Harrington vinculó la interna política en Tolhuin con intereses sobre la tierra
El intendente afirmó que el ordenamiento territorial y el desarrollo urbano tocaron intereses externos que hoy se expresan en el bloqueo político dentro del Concejo Deliberante.
El intendente de Tolhuin, Daniel Harrington, expuso la situación que atraviesa la relación entre el Ejecutivo municipal y el Concejo Deliberante, al que acusó de aprobar un presupuesto con escaso debate, recortar recursos clave para la gestión y actuar más como un órgano de bloqueo que como un espacio legislativo al servicio de la comunidad.
Harrington diálogó con FM Master’s donde cuestionó especialmente incremento presupuestario del Concejo Deliberante, que —según precisó— absorbe cerca del 26/27% de los recursos coparticipables del municipio, una cifra que calificó como “irrisoria” si se la compara con otras ciudades de la provincia. En ese sentido, sostuvo que no se observa una correlación entre el nivel de recursos asignados y el trabajo legislativo realizado.
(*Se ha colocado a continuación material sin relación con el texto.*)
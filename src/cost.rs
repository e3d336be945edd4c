// SPDX-License-Identifier: AGPL-3.0-or-later
// Copyright (C) 2025 Blackman Artificial Intelligence Technologies Inc.

//! Resource budget and per-task cost types.

use std::time::Duration;

use serde::{Deserialize, Serialize};

use crate::error::{Result, SchedulerError};

/// Immutable configuration of the maximum capacity across three dimensions.
///
/// All three dimensions must be strictly positive; use [`ResourceBudget::new`]
/// to construct one, which validates eagerly rather than deferring the
/// failure to first use.
#[derive(Debug, Clone, Copy, PartialEq, Serialize, Deserialize)]
pub struct ResourceBudget {
    /// Sustained rate limit and token-bucket ceiling for API calls.
    pub api_calls_per_minute: u32,
    /// Instantaneous ceiling on reserved compute.
    pub compute_units: f64,
    /// Instantaneous ceiling on reserved memory, in megabytes.
    pub memory_mb: u32,
}

impl ResourceBudget {
    /// Creates a budget, rejecting any non-positive dimension.
    pub fn new(api_calls_per_minute: u32, compute_units: f64, memory_mb: u32) -> Result<Self> {
        if api_calls_per_minute == 0 {
            return Err(SchedulerError::InvalidBudget(
                "api_calls_per_minute must be > 0".to_string(),
            ));
        }
        if !(compute_units > 0.0) {
            return Err(SchedulerError::InvalidBudget(
                "compute_units must be > 0".to_string(),
            ));
        }
        if memory_mb == 0 {
            return Err(SchedulerError::InvalidBudget(
                "memory_mb must be > 0".to_string(),
            ));
        }
        Ok(Self {
            api_calls_per_minute,
            compute_units,
            memory_mb,
        })
    }
}

impl Default for ResourceBudget {
    /// A moderate default: 60 api/min, 100.0 compute, 512 MB.
    fn default() -> Self {
        Self {
            api_calls_per_minute: 60,
            compute_units: 100.0,
            memory_mb: 512,
        }
    }
}

/// The estimated resource footprint of one task.
///
/// `estimated_duration` is informational only and is never consulted by the
/// scheduling decision.
#[derive(Debug, Clone, Copy, PartialEq, Serialize, Deserialize)]
pub struct TaskCost {
    /// Number of rate-limited API calls this task will make.
    pub api_calls: u32,
    /// Instantaneous compute reservation.
    pub compute_units: f64,
    /// Instantaneous memory reservation, in megabytes.
    pub memory_mb: u32,
    /// Informational estimate of how long the task will take.
    #[serde(with = "duration_secs")]
    pub estimated_duration: Duration,
}

impl Default for TaskCost {
    fn default() -> Self {
        Self {
            api_calls: 0,
            compute_units: 1.0,
            memory_mb: 10,
            estimated_duration: Duration::from_secs_f64(1.0),
        }
    }
}

mod duration_secs {
    use std::time::Duration;

    use serde::{Deserialize, Deserializer, Serializer};

    pub fn serialize<S: Serializer>(value: &Duration, serializer: S) -> Result<S::Ok, S::Error> {
        serializer.serialize_f64(value.as_secs_f64())
    }

    pub fn deserialize<'de, D: Deserializer<'de>>(deserializer: D) -> Result<Duration, D::Error> {
        let secs = f64::deserialize(deserializer)?;
        Ok(Duration::from_secs_f64(secs.max(0.0)))
    }
}

/// A point-in-time snapshot of reserved (instantaneous) and consumed
/// (rate-limited) resource usage, in the same three dimensions as
/// [`ResourceBudget`].
#[derive(Debug, Clone, Copy, Default, PartialEq, Serialize, Deserialize)]
pub struct UsageSnapshot {
    /// API calls, as a float so it can double as a cumulative spend counter.
    pub api_calls: f64,
    /// Compute units currently reserved (or cumulatively spent).
    pub compute_units: f64,
    /// Memory, in megabytes, currently reserved (or cumulatively spent).
    pub memory_mb: f64,
}
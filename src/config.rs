// SPDX-License-Identifier: AGPL-3.0-or-later
// Copyright (C) 2025 Blackman Artificial Intelligence Technologies Inc.

//! Scheduler configuration.
//!
//! A `serde`-deserializable struct with `#[serde(default)]` fields and a
//! hand-written `Default` impl, loadable from a TOML file via
//! `SchedulerConfig::from_toml_str`.

use std::time::Duration;

use serde::{Deserialize, Serialize};

use crate::cost::ResourceBudget;
use crate::error::{Result, SchedulerError};

/// Default number of top-of-queue candidates `execute_next` inspects before
/// giving up for this call. A tuning constant, not a fixed semantic
/// requirement — raising it trades latency for a better chance of finding
/// an affordable candidate under a contested budget.
pub const DEFAULT_SCAN_DEPTH: usize = 5;

/// Default cadence of the background token refiller.
pub const DEFAULT_REFILL_INTERVAL: Duration = Duration::from_secs(1);

/// Tunable scheduler behavior, separate from the per-instance
/// [`ResourceBudget`].
#[derive(Debug, Clone, Serialize, Deserialize)]
pub struct SchedulerConfig {
    /// The resource budget used by [`crate::Scheduler::from_config`] and
    /// [`crate::Scheduler::new_default`]. Ignored by [`crate::Scheduler::new`]
    /// and [`crate::Scheduler::with_config`], which take an explicit budget.
    #[serde(default)]
    pub default_budget: ResourceBudget,

    /// How many top-of-queue candidates `execute_next` inspects before
    /// giving up. Must be at least 1.
    #[serde(default = "default_scan_depth")]
    pub scan_depth: usize,

    /// How often the background refiller wakes to top up the API token
    /// bucket.
    #[serde(default = "default_refill_interval", with = "duration_secs")]
    pub refill_interval: Duration,
}

fn default_scan_depth() -> usize {
    DEFAULT_SCAN_DEPTH
}

fn default_refill_interval() -> Duration {
    DEFAULT_REFILL_INTERVAL
}

impl Default for SchedulerConfig {
    fn default() -> Self {
        Self {
            default_budget: ResourceBudget::default(),
            scan_depth: DEFAULT_SCAN_DEPTH,
            refill_interval: DEFAULT_REFILL_INTERVAL,
        }
    }
}

impl SchedulerConfig {
    /// Parses a `SchedulerConfig` from a TOML document, validating that
    /// `scan_depth` is non-zero.
    pub fn from_toml_str(s: &str) -> Result<Self> {
        let config: SchedulerConfig = toml::from_str(s)
            .map_err(|e| SchedulerError::InvalidConfig(e.to_string()))?;
        config.validate()?;
        Ok(config)
    }

    fn validate(&self) -> Result<()> {
        if self.scan_depth == 0 {
            return Err(SchedulerError::InvalidConfig(
                "scan_depth must be >= 1".to_string(),
            ));
        }
        // `ResourceBudget`'s derived `Deserialize` bypasses the validating
        // `ResourceBudget::new` constructor, so a config loaded from TOML
        // must be re-checked here to uphold "any non-positive dimension is
        // invalid and must be rejected at construction" for `default_budget`
        // too.
        ResourceBudget::new(
            self.default_budget.api_calls_per_minute,
            self.default_budget.compute_units,
            self.default_budget.memory_mb,
        )
        .map_err(|e| SchedulerError::InvalidConfig(format!("default_budget: {e}")))?;
        Ok(())
    }
}

mod duration_secs {
    use std::time::Duration;

    use serde::{Deserialize, Deserializer, Serializer};

    pub fn serialize<S: Serializer>(value: &Duration, serializer: S) -> Result<S::Ok, S::Error> {
        serializer.serialize_f64(value.as_secs_f64())
    }

    pub fn deserialize<'de, D: Deserializer<'de>>(deserializer: D) -> Result<Duration, D::Error> {
        let secs = f64::deserialize(deserializer)?;
        Ok(Duration::from_secs_f64(secs.max(0.0)))
    }
}

#[cfg(test)]
mod tests {
    use super::*;

    #[test]
    fn default_config_matches_module_constants() {
        let config = SchedulerConfig::default();
        assert_eq!(config.scan_depth, 5);
        assert_eq!(config.refill_interval, Duration::from_secs(1));
        assert_eq!(config.default_budget, ResourceBudget::default());
    }

    #[test]
    fn loads_from_toml() {
        let toml_src = r#"
            scan_depth = 3

            [default_budget]
            api_calls_per_minute = 30
            compute_units = 50.0
            memory_mb = 256
        "#;
        let config = SchedulerConfig::from_toml_str(toml_src).unwrap();
        assert_eq!(config.scan_depth, 3);
        assert_eq!(config.default_budget.api_calls_per_minute, 30);
    }

    #[test]
    fn rejects_zero_scan_depth() {
        let toml_src = "scan_depth = 0";
        assert!(matches!(
            SchedulerConfig::from_toml_str(toml_src),
            Err(SchedulerError::InvalidConfig(_))
        ));
    }

    #[test]
    fn rejects_invalid_default_budget() {
        let toml_src = r#"
            [default_budget]
            api_calls_per_minute = 30
            compute_units = 0.0
            memory_mb = 256
        "#;
        assert!(matches!(
            SchedulerConfig::from_toml_str(toml_src),
            Err(SchedulerError::InvalidConfig(_))
        ));
    }
}
// SPDX-License-Identifier: AGPL-3.0-or-later
// Copyright (C) 2025 Blackman Artificial Intelligence Technologies Inc.

//! Demo driver for the cost-aware scheduler.
//!
//! Not part of the library's public contract — a thin consumer of it.
//! Exercises basic priority ordering and a budget exhaustion walkthrough.

use std::any::Any;
use std::time::Duration;

use cost_scheduler::{ResourceBudget, Scheduler, TaskCost, TaskPriority};
use futures::FutureExt;

fn any_str(s: impl Into<String>) -> Box<dyn Any + Send> {
    Box::new(s.into())
}

/// Simulates an API call: high API cost, low compute.
fn api_call_task(label: String, api_name: String) -> cost_scheduler::TaskFn {
    Box::new(move || {
        async move {
            tokio::time::sleep(Duration::from_millis(20)).await;
            Ok(any_str(format!("{label}: called {api_name} API")))
        }
        .boxed()
    })
}

/// Simulates a compute-heavy task: low API cost, high compute.
fn compute_task(label: String, complexity: String) -> cost_scheduler::TaskFn {
    Box::new(move || {
        async move {
            tokio::time::sleep(Duration::from_millis(40)).await;
            Ok(any_str(format!("{label}: completed {complexity} computation")))
        }
        .boxed()
    })
}

async fn demo_basic_priority_ordering() {
    println!("\n{}", "=".repeat(60));
    println!("DEMO 1: Basic Priority-Based Scheduling");
    println!("{}", "=".repeat(60));

    let budget = ResourceBudget::new(100, 50.0, 256).unwrap();
    let scheduler = Scheduler::new(budget, "demo1");
    scheduler.start();

    let tasks = [
        ("LOW priority task", TaskPriority::Low),
        ("CRITICAL priority task", TaskPriority::Critical),
        ("NORMAL priority task", TaskPriority::Normal),
        ("HIGH priority task", TaskPriority::High),
    ];

    for (label, priority) in tasks {
        let cost = TaskCost {
            api_calls: 1,
            compute_units: 1.0,
            ..Default::default()
        };
        let id = scheduler
            .schedule(
                api_call_task(label.to_string(), "demo".to_string()),
                priority,
                cost,
                false,
            )
            .unwrap();
        println!("  scheduled {label} as {id}");
    }

    println!("\nqueue status (sorted by priority score):");
    for entry in scheduler.queue_status() {
        println!(
            "  [{}] age: {:?} | api_calls: {}",
            entry.priority, entry.age, entry.cost.api_calls
        );
    }

    println!("\nexecuting (expect CRITICAL -> HIGH -> NORMAL -> LOW):");
    for _ in 0..4 {
        if let Some(Ok(result)) = scheduler.execute_next().await {
            if let Some(s) = result.downcast_ref::<String>() {
                println!("  {s}");
            }
        }
    }

    scheduler.stop().await;
}

async fn demo_budget_exhaustion() {
    println!("\n{}", "=".repeat(60));
    println!("DEMO 2: Budget Exhaustion and Rejection");
    println!("{}", "=".repeat(60));

    let budget = ResourceBudget::new(5, 10.0, 50).unwrap();
    let scheduler = Scheduler::new(budget, "demo2");
    scheduler.start();

    for i in 0..3 {
        let cost = TaskCost {
            api_calls: 3,
            compute_units: 2.0,
            ..Default::default()
        };
        match scheduler.schedule(
            compute_task(format!("task-{i}"), "matrix".to_string()),
            TaskPriority::High,
            cost,
            true,
        ) {
            Ok(id) => println!("  admitted {id}"),
            Err(e) => println!("  rejected task-{i}: {e}"),
        }
    }

    let metrics = scheduler.metrics();
    println!(
        "\nmetrics: queued={} rejected={} tokens_available={:.1}",
        metrics.tasks_queued, metrics.tasks_rejected, metrics.api_tokens_available
    );

    scheduler.stop().await;
}

#[tokio::main]
async fn main() {
    let env_filter = tracing_subscriber::EnvFilter::from_default_env()
        .add_directive(tracing::Level::WARN.into());
    tracing_subscriber::fmt().with_env_filter(env_filter).init();

    demo_basic_priority_ordering().await;
    demo_budget_exhaustion().await;
}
“El problema no es que las instituciones tengan presupuesto, el problema es qué se devuelve a la sociedad con ese presupuesto”, remarcó el intendente, al señalar que muchos proyectos enviados por el Ejecutivo quedan un año en comisión y luego pierden estado parlamentario sin tratamiento.
Uno de los ejes centrales del planteo de Harrington fue la aprobación de un presupuesto municipal que, según dijo, resulta “coactivo” para el Ejecutivo, ya que reduce recursos esenciales para servicios, obra pública y funcionamiento, sin embargo no establece mecanismos claros de compensación.
El intendente mencionó recortes en partidas sensibles como combustible, seguros, alquileres, servicios básicos, contratos de maquinaria vial, gastos veterinarios y políticas vinculadas a la emergencia por perros asilvestrados. Todo esto, advirtió, impacta directamente en la calidad de vida de los vecinos y en la capacidad operativa del municipio.
Harrington fue particularmente crítico con la concepción que algunos concejales tienen de su rol institucional. “Su función es legislativa, no tienen la exclusividad del control sobre el Ejecutivo”, sostuvo, y advirtió sobre una peligrosa superposición con leyes vigentes, como la Ley 236 y otras normas de jerarquía superior.
También cuestionó la falta de debate público y transparencia con sesiones breves, convocadas en horarios poco accesibles, sin fundamentos técnicos ni políticos claros para decisiones de alto impacto como el presupuesto.
Harrington afirmó que detrás de la conflictividad institucional existen intereses ajenos a Tolhuin. Habló de “intereses foráneos” vinculados a la tierra, al ordenamiento territorial y a zonas estratégicas como la costa del lago Fagnano y el corredor hacia las termas. “Algunos se dejan llevar de las narices y otros responden directamente a esos intereses”, señaló.
De cara al futuro, Harrington reconoció que el contexto político, económico y social complejiza el cierre de año y lo que resta de su mandato. Sin embargo, aseguró que no piensa bajar los brazos y adelantó que uno de los grandes objetivos pendientes es la implementación de un sistema de transporte público para la ciudad, en línea con el crecimiento urbano que viene experimentando Tolhuin.